Subject Area Image and Language Processing, Computer Graphics and Visualisation, Human Computer Interaction, Ubiquitous and Wearable Computing
Term from 2014 to 2018
Project identifier Deutsche Forschungsgemeinschaft (DFG) - Project number 250009097
 
It is one of the oldest problems in computer vision to estimate a 3D-reconstruction of a scene given a video sequence of an uncalibrated camera which generally moves. For a rigid scene and two, three or four images, it can be computed by epipolar geometry. For video sequences, a standard approach is to first estimate reconstructions by epipolar geometry using two, three or four images and use them to initialize a bundle adjustment.
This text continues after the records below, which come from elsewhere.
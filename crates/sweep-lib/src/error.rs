//! Error taxonomy for the scanner
//!
//! Scope determines handling: account-level failures skip the account,
//! region/kind-level failures skip that scope, resource-level conditions
//! degrade the single evaluation. No variant ever terminates a scan.

use crate::models::ResourceKind;
use thiserror::Error;

/// Failures raised by the inventory port
#[derive(Debug, Error)]
pub enum InventoryError {
    /// Account-level: skip the account, surface in the scan summary
    #[error("authentication failed for account {account}")]
    Auth {
        account: String,
        #[source]
        source: anyhow::Error,
    },

    /// Region/kind-level: skip that scope, surface in the scan summary
    #[error("enumeration failed for {scope}")]
    Enumeration {
        scope: String,
        #[source]
        source: anyhow::Error,
    },
}

/// Failure fetching a metric series
///
/// Callers treat this as an empty series plus a degraded-confidence flag,
/// never as a scan failure.
#[derive(Debug, Error)]
#[error("metrics unavailable: {reason}")]
pub struct MetricsError {
    pub reason: String,
}

impl MetricsError {
    pub fn unavailable(reason: impl Into<String>) -> Self {
        Self {
            reason: reason.into(),
        }
    }
}

/// Pricing lookups that cannot produce a cost
#[derive(Debug, Clone, PartialEq, Eq, Error)]
pub enum PricingError {
    /// Storage class label not in the tier model; costed at zero
    #[error("unknown storage class {0:?}")]
    UnknownStorageClass(String),

    /// Region or instance class absent from the compute pricing table;
    /// callers report current cost only and set the pricing_missing flag
    #[error("no pricing data for instance class {class} in region {region}")]
    MissingEntry { region: String, class: String },
}

/// Resource-level evaluation failures
///
/// A resource that errors here is logged and skipped; siblings are
/// unaffected.
#[derive(Debug, Error)]
pub enum EvaluationError {
    #[error("resource {id} is in an unrecognized state: {state}")]
    UnknownResourceState { id: String, state: String },

    #[error("descriptor for {id} does not carry {expected} attributes")]
    AttributeMismatch { id: String, expected: ResourceKind },

    #[error("evaluation of {id} timed out after {seconds}s")]
    Timeout { id: String, seconds: u64 },
}

#[cfg(test)]
mod tests {
    use super::*;

    #[test]
    fn test_error_messages_name_the_scope() {
        let err = InventoryError::Auth {
            account: "222222222222".to_string(),
            source: anyhow::anyhow!("role assumption denied"),
        };
        assert!(err.to_string().contains("222222222222"));

        let err = PricingError::MissingEntry {
            region: "eu-north-1".to_string(),
            class: "db.m5.large".to_string(),
        };
        assert!(err.to_string().contains("eu-north-1"));
        assert!(err.to_string().contains("db.m5.large"));
    }
}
While such a standard approach exists for rigid scenes, there is no consensus within the scientific community about the mathematical model for objects which generally deform non-rigidly such as human faces.One such model is given by factorization approaches which are based on the decomposition of a data matrix in two matrices of lower rank. Factorization approaches have the advantage that all data are equally handled. They can be used for 3D-reconstruction of both rigid and non-rigid scenes, yet have the disadvantage that they suffer from missing 2D-correspondences.Two topics shall be addressed within this research project. Firstly, factorization approaches need be developed which can handle more than 70% missing data whereas state-of-the-art algorithms cease to be reliable if there are more than 40% unknown correspondences. To improve this threshold suitable image priors need be extracted and integrated into the optimization. The second focus is the 3D-reconstruction of generally deforming objects and scenes. Even recent algorithms suffer if only few neighboring points deform. To regularize the 3D-points image priors need be extracted. Furthermore, additional variables are going to be used for submatrices which induce a large model error.The aglorithms developed in both projects can be applied to other problems as well: Of special interest is customer recommendation which needs to consider missing data and changes of opinions over time - a particular form of non-rigid deformation.